UK Parliament / Open data

Public Order Bill

Proceeding contribution from Caroline Nokes (Conservative) in the House of Commons on Tuesday, 18 October 2022. It occurred during Debate on bills on Public Order Bill.

It is a pleasure to follow the hon. Member for Walthamstow (Stella Creasy).

2 pm

I thank my hon. Friend the Minister for having indicated from the Dispatch Box that this is to be a free vote; that is an important principle when considering new clause 11 specifically. I must gently say to him that I am a little disappointed that I have to speak to the issue without hearing his arguments on why the new clause is not necessary, although of course I will be here for the winding-up speeches to listen to his arguments then.

I will speak briefly on the hon. Lady’s new clauses 13 and 14 on street harassment. That is an important issue. We have seen work on violence against women and girls, started by my right hon. Friend the Member for Maidenhead (Mrs May). I am blessed to have sitting next to me my hon. Friend the Member for Louth and Horncastle (Victoria Atkins), who is bringing me up to speed on some of the more recent work done in the Home Office by her successor, my hon. Friend the Member for Redditch (Rachel Maclean), and now by my hon. Friend the Member for Mid Sussex (Mims Davies). That is quite a list of female Members of this House who have sought over many years to get legislation on to the statute book so that we can tackle public sexual harassment effectively.

I pay tribute to my right hon. Friend the Member for Tunbridge Wells (Greg Clark), who is still doing great work in this area, and I look forward to his private Member’s Bill.

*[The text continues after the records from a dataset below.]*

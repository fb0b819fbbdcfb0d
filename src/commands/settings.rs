//! Settings command
//!
//! Usage: quickshare settings <show|set|edit|path>

use clap::{Args, Subcommand};
use std::path::Path;
use std::process::ExitCode;

use quickshare_note::app::domain::settings::{SettingsChange, mask_secret};
use quickshare_note::app::{AppSettings, Result};
use quickshare_note::ui::dialogs::settings_dialog::show_settings_dialog;

#[derive(Debug, Args)]
pub struct SettingsArgs {
    #[command(subcommand)]
    pub command: SettingsCommand,
}

#[derive(Debug, Subcommand)]
pub enum SettingsCommand {
    /// Print current settings with credentials masked
    Show,
    /// Change one or more settings
    Set(SetArgs),
    /// Open the settings window
    Edit,
    /// Print the settings file location
    Path,
}

#[derive(Debug, Args)]
pub struct SetArgs {
    /// GitHub personal access token with the gist scope
    #[arg(long)]
    pub github_token: Option<String>,

    /// Imgur application client ID
    #[arg(long)]
    pub imgur_client_id: Option<String>,

    /// Keep the frontmatter block in published gists
    #[arg(long, value_name = "BOOL")]
    pub show_frontmatter: Option<bool>,
}

impl SetArgs {
    fn changes(self) -> Vec<SettingsChange> {
        let mut changes = Vec::new();
        if let Some(token) = self.github_token {
            changes.push(SettingsChange::GithubToken(token));
        }
        if let Some(id) = self.imgur_client_id {
            changes.push(SettingsChange::ImgurClientId(id));
        }
        if let Some(show) = self.show_frontmatter {
            changes.push(SettingsChange::ShowFrontmatter(show));
        }
        changes
    }
}

/// Execute settings command
pub fn execute(args: SettingsArgs, settings_path: &Path) -> Result<ExitCode> {
    match args.command {
        SettingsCommand::Show => {
            let settings = AppSettings::load_from(settings_path);
            print_settings(&settings);
        }
        SettingsCommand::Set(set_args) => {
            let changes = set_args.changes();
            if changes.is_empty() {
                eprintln!("Nothing to change. See `quickshare settings set --help`.");
                return Ok(ExitCode::FAILURE);
            }
            let mut settings = AppSettings::load_from(settings_path);
            for change in changes {
                settings.apply_and_save(change, settings_path)?;
            }
            print_settings(&settings);
        }
        SettingsCommand::Edit => {
            let _app = fltk::app::App::default();
            let settings = AppSettings::load_from(settings_path);
            let saved = show_settings_dialog(&settings, settings_path);
            print_settings(&saved);
        }
        SettingsCommand::Path => {
            println!("{}", settings_path.display());
        }
    }

    Ok(ExitCode::SUCCESS)
}

fn print_settings(settings: &AppSettings) {
    println!("GitHub token:      {}", mask_secret(&settings.github_token));
    println!("Imgur client ID:   {}", mask_secret(&settings.imgur_client_id));
    println!("Show frontmatter:  {}", settings.show_frontmatter);
}
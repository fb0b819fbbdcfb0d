//! Publish command
//!
//! Usage: quickshare publish <FILE> [--vault <DIR>] [--open] [--dry-run]

use clap::Args;
use std::path::{Path, PathBuf};
use std::process::ExitCode;

use quickshare_note::app::infrastructure::platform::{self, SystemClipboard};
use quickshare_note::app::{AppSettings, Document, FsVault, GistClient, ImgurClient, Publisher, Result};
use quickshare_note::ui::notices::TerminalNotifier;

#[derive(Debug, Args)]
pub struct PublishArgs {
    /// Note to publish
    pub file: Option<PathBuf>,

    /// Vault root used to resolve embedded images (default: nearest folder with .obsidian)
    #[arg(long, value_name = "DIR")]
    pub vault: Option<PathBuf>,

    /// Open the gist in the browser afterwards
    #[arg(long)]
    pub open: bool,

    /// Print the text that would be published and change nothing
    #[arg(long)]
    pub dry_run: bool,
}

/// Execute publish command
pub fn execute(args: PublishArgs, settings_path: &Path) -> Result<ExitCode> {
    let settings = AppSettings::load_from(settings_path);
    let document = Document::active(args.file.as_deref());

    let vault = match (&args.vault, &document) {
        (Some(root), _) => FsVault::new(root),
        (None, Some(doc)) => FsVault::discover(&doc.path),
        (None, None) => FsVault::new("."),
    };
    tracing::debug!(root = %vault.root().display(), "vault selected");

    let images = ImgurClient::new(&settings.imgur_client_id);
    let snippets = GistClient::new(&settings.github_token);
    let clipboard = SystemClipboard;
    let notifier = TerminalNotifier::new();

    let publisher = Publisher::with_settings(&settings, &vault, &images, &snippets, &clipboard, &notifier);

    if args.dry_run {
        print!("{}", publisher.preview(document.as_ref())?);
        return Ok(ExitCode::SUCCESS);
    }

    // The publisher reports its own failures.
    let Ok(report) = publisher.publish(document.as_ref()) else {
        return Ok(ExitCode::FAILURE);
    };

    println!("{}", report.url);

    if args.open {
        if let Err(e) = platform::open_in_browser(&report.url) {
            tracing::warn!(error = %e, "could not open browser");
        }
    }

    Ok(ExitCode::SUCCESS)
}
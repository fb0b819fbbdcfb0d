//! User-facing surfaces: terminal notices and the FLTK settings form.

pub mod dialogs;
pub mod notices;
use std::cell::Cell;
use std::io::{IsTerminal, Write};

/// User-facing status messages.
pub trait Notifier {
    /// A short message shown once.
    fn notice(&self, message: &str);

    /// A message that stays up until [`Notifier::hide_pending`].
    fn pending(&self, message: &str);

    fn hide_pending(&self);
}

/// Notices on stderr. On a terminal the pending line is erased when hidden.
#[derive(Debug, Default)]
pub struct TerminalNotifier {
    pending_shown: Cell<bool>,
}

impl TerminalNotifier {
    pub fn new() -> Self {
        Self::default()
    }
}

impl Notifier for TerminalNotifier {
    fn notice(&self, message: &str) {
        eprintln!("{}", message);
    }

    fn pending(&self, message: &str) {
        let mut stderr = std::io::stderr().lock();
        if stderr.is_terminal() {
            let _ = write!(stderr, "{}", message);
            let _ = stderr.flush();
            self.pending_shown.set(true);
        } else {
            let _ = writeln!(stderr, "{}", message);
        }
    }

    fn hide_pending(&self) {
        if self.pending_shown.replace(false) {
            // Return to column 0 and clear the line.
            eprint!("\r\x1b[2K");
        }
    }
}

However, we had the recommendations from the Law Commission many months ago, we have had a Home Office consultation, and it feels to me that we are making very slow progress. Meanwhile, thousands of young women, particularly those in school uniform, are still subject to public sexual harassment—and indeed other types of harassment, as the hon. Member for Walthamstow pointed out.

There is great work going on in police forces up and down the country, including in my own county of Hampshire, which is no surprise given that we have a great female chief constable who has been leading on this issue and a female police and crime commissioner, Donna Jones, who has spoken extensively up and down

the country and is the lead police and crime commissioner on violence against women and girls. However, the reality is that progress has been too slow.

On new clause 11, abortion is an important and emotive issue, and I do not in any way undermine the profoundly held beliefs people have on it, but the new clause, as the hon. Lady has pointed out, is about a woman’s right to access healthcare. It is a decision that they will have made in some instances many weeks before they ever attend a clinic.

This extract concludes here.